Records provided:
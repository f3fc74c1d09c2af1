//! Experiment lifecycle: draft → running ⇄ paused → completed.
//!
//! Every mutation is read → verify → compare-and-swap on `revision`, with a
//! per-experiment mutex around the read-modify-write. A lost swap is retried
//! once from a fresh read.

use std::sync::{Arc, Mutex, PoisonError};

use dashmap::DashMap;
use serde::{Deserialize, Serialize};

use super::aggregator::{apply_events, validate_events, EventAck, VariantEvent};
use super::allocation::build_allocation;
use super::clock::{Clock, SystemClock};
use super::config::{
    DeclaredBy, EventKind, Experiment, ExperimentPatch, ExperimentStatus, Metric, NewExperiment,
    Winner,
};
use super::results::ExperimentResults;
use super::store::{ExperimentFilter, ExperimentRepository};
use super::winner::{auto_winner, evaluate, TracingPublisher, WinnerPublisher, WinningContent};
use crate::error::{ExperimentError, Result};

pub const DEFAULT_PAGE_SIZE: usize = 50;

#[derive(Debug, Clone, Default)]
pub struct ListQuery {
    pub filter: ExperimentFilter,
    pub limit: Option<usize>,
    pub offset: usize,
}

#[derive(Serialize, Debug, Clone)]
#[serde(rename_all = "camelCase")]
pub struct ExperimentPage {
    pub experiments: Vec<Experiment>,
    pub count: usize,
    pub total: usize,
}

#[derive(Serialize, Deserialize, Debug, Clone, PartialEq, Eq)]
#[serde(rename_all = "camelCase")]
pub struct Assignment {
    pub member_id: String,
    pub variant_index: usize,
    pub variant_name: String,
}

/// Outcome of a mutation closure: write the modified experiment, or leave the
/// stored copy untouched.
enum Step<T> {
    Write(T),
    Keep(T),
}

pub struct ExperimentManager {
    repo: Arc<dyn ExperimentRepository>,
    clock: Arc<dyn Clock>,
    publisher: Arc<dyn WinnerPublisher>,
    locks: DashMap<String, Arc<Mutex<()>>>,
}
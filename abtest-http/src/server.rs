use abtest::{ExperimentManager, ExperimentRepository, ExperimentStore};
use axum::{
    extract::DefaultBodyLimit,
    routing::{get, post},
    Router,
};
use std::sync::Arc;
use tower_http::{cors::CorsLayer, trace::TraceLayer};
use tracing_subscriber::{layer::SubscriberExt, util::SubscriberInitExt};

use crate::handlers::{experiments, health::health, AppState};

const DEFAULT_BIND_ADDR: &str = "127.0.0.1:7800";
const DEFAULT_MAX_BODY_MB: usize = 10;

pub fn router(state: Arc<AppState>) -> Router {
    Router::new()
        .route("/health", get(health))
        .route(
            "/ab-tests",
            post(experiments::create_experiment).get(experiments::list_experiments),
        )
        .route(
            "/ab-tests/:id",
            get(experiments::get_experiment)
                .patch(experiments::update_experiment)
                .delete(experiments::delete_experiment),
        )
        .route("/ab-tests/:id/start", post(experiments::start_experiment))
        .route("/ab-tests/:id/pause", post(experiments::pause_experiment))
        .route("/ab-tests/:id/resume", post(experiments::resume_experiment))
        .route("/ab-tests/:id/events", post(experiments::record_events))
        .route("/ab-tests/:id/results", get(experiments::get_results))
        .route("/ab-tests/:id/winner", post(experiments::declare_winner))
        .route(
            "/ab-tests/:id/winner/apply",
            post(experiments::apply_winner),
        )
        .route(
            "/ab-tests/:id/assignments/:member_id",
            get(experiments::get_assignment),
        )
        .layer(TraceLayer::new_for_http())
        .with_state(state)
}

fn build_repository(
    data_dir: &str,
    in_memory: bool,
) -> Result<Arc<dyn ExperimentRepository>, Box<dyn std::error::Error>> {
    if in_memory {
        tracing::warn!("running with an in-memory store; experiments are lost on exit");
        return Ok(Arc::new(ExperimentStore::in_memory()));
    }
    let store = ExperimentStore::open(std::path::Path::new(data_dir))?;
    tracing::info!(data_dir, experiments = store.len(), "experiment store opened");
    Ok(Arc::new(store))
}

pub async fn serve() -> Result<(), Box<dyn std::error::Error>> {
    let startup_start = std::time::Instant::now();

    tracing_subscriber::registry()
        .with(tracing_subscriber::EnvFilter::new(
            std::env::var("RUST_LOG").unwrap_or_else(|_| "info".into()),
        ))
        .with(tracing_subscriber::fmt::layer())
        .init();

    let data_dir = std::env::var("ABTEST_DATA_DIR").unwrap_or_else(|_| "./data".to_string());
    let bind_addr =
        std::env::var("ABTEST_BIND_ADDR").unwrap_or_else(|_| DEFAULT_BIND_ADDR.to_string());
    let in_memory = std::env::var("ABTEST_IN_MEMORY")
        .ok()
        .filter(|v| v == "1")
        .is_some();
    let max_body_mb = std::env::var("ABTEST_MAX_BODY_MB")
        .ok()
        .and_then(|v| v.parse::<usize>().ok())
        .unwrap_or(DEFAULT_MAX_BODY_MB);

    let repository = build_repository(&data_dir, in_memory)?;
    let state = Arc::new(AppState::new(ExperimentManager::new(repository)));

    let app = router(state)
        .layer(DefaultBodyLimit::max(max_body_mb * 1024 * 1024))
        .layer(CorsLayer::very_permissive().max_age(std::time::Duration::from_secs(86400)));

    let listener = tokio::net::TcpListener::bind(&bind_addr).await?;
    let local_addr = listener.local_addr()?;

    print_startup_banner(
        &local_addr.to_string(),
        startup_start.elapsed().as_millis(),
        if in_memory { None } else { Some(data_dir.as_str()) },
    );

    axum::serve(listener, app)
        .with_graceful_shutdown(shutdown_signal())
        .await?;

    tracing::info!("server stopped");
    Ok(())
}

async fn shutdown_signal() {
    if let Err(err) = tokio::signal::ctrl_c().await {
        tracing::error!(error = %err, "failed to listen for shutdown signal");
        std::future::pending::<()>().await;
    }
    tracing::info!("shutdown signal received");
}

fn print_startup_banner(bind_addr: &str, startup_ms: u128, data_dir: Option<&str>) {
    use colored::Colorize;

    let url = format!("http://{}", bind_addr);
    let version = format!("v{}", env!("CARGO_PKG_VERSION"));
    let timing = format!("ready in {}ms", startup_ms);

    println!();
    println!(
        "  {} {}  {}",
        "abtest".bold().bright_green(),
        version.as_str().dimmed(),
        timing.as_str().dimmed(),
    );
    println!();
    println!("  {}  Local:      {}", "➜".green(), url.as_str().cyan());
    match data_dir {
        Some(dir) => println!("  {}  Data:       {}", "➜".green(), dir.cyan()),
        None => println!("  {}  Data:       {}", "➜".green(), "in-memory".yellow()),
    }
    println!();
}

Exercise description:
Print the material once more, keeping every word as it is.

Response for this exercise:
repository f3fc74c1d09c2af1
//! Experiment lifecycle: draft → running ⇄ paused → completed.
//!
//! Every mutation is read → verify → compare-and-swap on `revision`, with a
//! per-experiment mutex around the read-modify-write. A lost swap is retried
//! once from a fresh read.

use std::sync::{Arc, Mutex, PoisonError};

use dashmap::DashMap;
use serde::{Deserialize, Serialize};

use super::aggregator::{apply_events, validate_events, EventAck, VariantEvent};
use super::allocation::build_allocation;
use super::clock::{Clock, SystemClock};
use super::config::{
    DeclaredBy, EventKind, Experiment, ExperimentPatch, ExperimentStatus, Metric, NewExperiment,
    Winner,
};
use super::results::ExperimentResults;
use super::store::{ExperimentFilter, ExperimentRepository};
use super::winner::{auto_winner, evaluate, TracingPublisher, WinnerPublisher, WinningContent};
use crate::error::{ExperimentError, Result};

pub const DEFAULT_PAGE_SIZE: usize = 50;

#[derive(Debug, Clone, Default)]
pub struct ListQuery {
    pub filter: ExperimentFilter,
    pub limit: Option<usize>,
    pub offset: usize,
}

#[derive(Serialize, Debug, Clone)]
#[serde(rename_all = "camelCase")]
pub struct ExperimentPage {
    pub experiments: Vec<Experiment>,
    pub count: usize,
    pub total: usize,
}

#[derive(Serialize, Deserialize, Debug, Clone, PartialEq, Eq)]
#[serde(rename_all = "camelCase")]
pub struct Assignment {
    pub member_id: String,
    pub variant_index: usize,
    pub variant_name: String,
}

/// Outcome of a mutation closure: write the modified experiment, or leave the
/// stored copy untouched.
enum Step<T> {
    Write(T),
    Keep(T),
}

pub struct ExperimentManager {
    repo: Arc<dyn ExperimentRepository>,
    clock: Arc<dyn Clock>,
    publisher: Arc<dyn WinnerPublisher>,
    locks: DashMap<String, Arc<Mutex<()>>>,
}
filename abtest-http/src/server.rs
use abtest::{ExperimentManager, ExperimentRepository, ExperimentStore};
use axum::{
    extract::DefaultBodyLimit,
    routing::{get, post},
    Router,
};
use std::sync::Arc;
use tower_http::{cors::CorsLayer, trace::TraceLayer};
use tracing_subscriber::{layer::SubscriberExt, util::SubscriberInitExt};

use crate::handlers::{experiments, health::health, AppState};

const DEFAULT_BIND_ADDR: &str = "127.0.0.1:7800";
const DEFAULT_MAX_BODY_MB: usize = 10;

pub fn router(state: Arc<AppState>) -> Router {
    Router::new()
        .route("/health", get(health))
        .route(
            "/ab-tests",
            post(experiments::create_experiment).get(experiments::list_experiments),
        )
        .route(
            "/ab-tests/:id",
            get(experiments::get_experiment)
                .patch(experiments::update_experiment)
                .delete(experiments::delete_experiment),
        )
        .route("/ab-tests/:id/start", post(experiments::start_experiment))
        .route("/ab-tests/:id/pause", post(experiments::pause_experiment))
        .route("/ab-tests/:id/resume", post(experiments::resume_experiment))
        .route("/ab-tests/:id/events", post(experiments::record_events))
        .route("/ab-tests/:id/results", get(experiments::get_results))
        .route("/ab-tests/:id/winner", post(experiments::declare_winner))
        .route(
            "/ab-tests/:id/winner/apply",
            post(experiments::apply_winner),
        )
        .route(
            "/ab-tests/:id/assignments/:member_id",
            get(experiments::get_assignment),
        )
        .layer(TraceLayer::new_for_http())
        .with_state(state)
}

fn build_repository(
    data_dir: &str,
    in_memory: bool,
) -> Result<Arc<dyn ExperimentRepository>, Box<dyn std::error::Error>> {
    if in_memory {
        tracing::warn!("running with an in-memory store; experiments are lost on exit");
        return Ok(Arc::new(ExperimentStore::in_memory()));
    }
    let store = ExperimentStore::open(std::path::Path::new(data_dir))?;
    tracing::info!(data_dir, experiments = store.len(), "experiment store opened");
    Ok(Arc::new(store))
}

pub async fn serve() -> Result<(), Box<dyn std::error::Error>> {
    let startup_start = std::time::Instant::now();

    tracing_subscriber::registry()
        .with(tracing_subscriber::EnvFilter::new(
            std::env::var("RUST_LOG").unwrap_or_else(|_| "info".into()),
        ))
        .with(tracing_subscriber::fmt::layer())
        .init();

    let data_dir = std::env::var("ABTEST_DATA_DIR").unwrap_or_else(|_| "./data".to_string());
    let bind_addr =
        std::env::var("ABTEST_BIND_ADDR").unwrap_or_else(|_| DEFAULT_BIND_ADDR.to_string());
    let in_memory = std::env::var("ABTEST_IN_MEMORY")
        .ok()
        .filter(|v| v == "1")
        .is_some();
    let max_body_mb = std::env::var("ABTEST_MAX_BODY_MB")
        .ok()
        .and_then(|v| v.parse::<usize>().ok())
        .unwrap_or(DEFAULT_MAX_BODY_MB);

    let repository = build_repository(&data_dir, in_memory)?;
    let state = Arc::new(AppState::new(ExperimentManager::new(repository)));

    let app = router(state)
        .layer(DefaultBodyLimit::max(max_body_mb * 1024 * 1024))
        .layer(CorsLayer::very_permissive().max_age(std::time::Duration::from_secs(86400)));

    let listener = tokio::net::TcpListener::bind(&bind_addr).await?;
    let local_addr = listener.local_addr()?;

    print_startup_banner(
        &local_addr.to_string(),
        startup_start.elapsed().as_millis(),
        if in_memory { None } else { Some(data_dir.as_str()) },
    );

    axum::serve(listener, app)
        .with_graceful_shutdown(shutdown_signal())
        .await?;

    tracing::info!("server stopped");
    Ok(())
}

async fn shutdown_signal() {
    if let Err(err) = tokio::signal::ctrl_c().await {
        tracing::error!(error = %err, "failed to listen for shutdown signal");
        std::future::pending::<()>().await;
    }
    tracing::info!("shutdown signal received");
}

fn print_startup_banner(bind_addr: &str, startup_ms: u128, data_dir: Option<&str>) {
    use colored::Colorize;

    let url = format!("http://{}", bind_addr);
    let version = format!("v{}", env!("CARGO_PKG_VERSION"));
    let timing = format!("ready in {}ms", startup_ms);

    println!();
    println!(
        "  {} {}  {}",
        "abtest".bold().bright_green(),
        version.as_str().dimmed(),
        timing.as_str().dimmed(),
    );
    println!();
    println!("  {}  Local:      {}", "➜".green(), url.as_str().cyan());
    match data_dir {
        Some(dir) => println!("  {}  Data:       {}", "➜".green(), dir.cyan()),
        None => println!("  {}  Data:       {}", "➜".green(), "in-memory".yellow()),
    }
    println!();
}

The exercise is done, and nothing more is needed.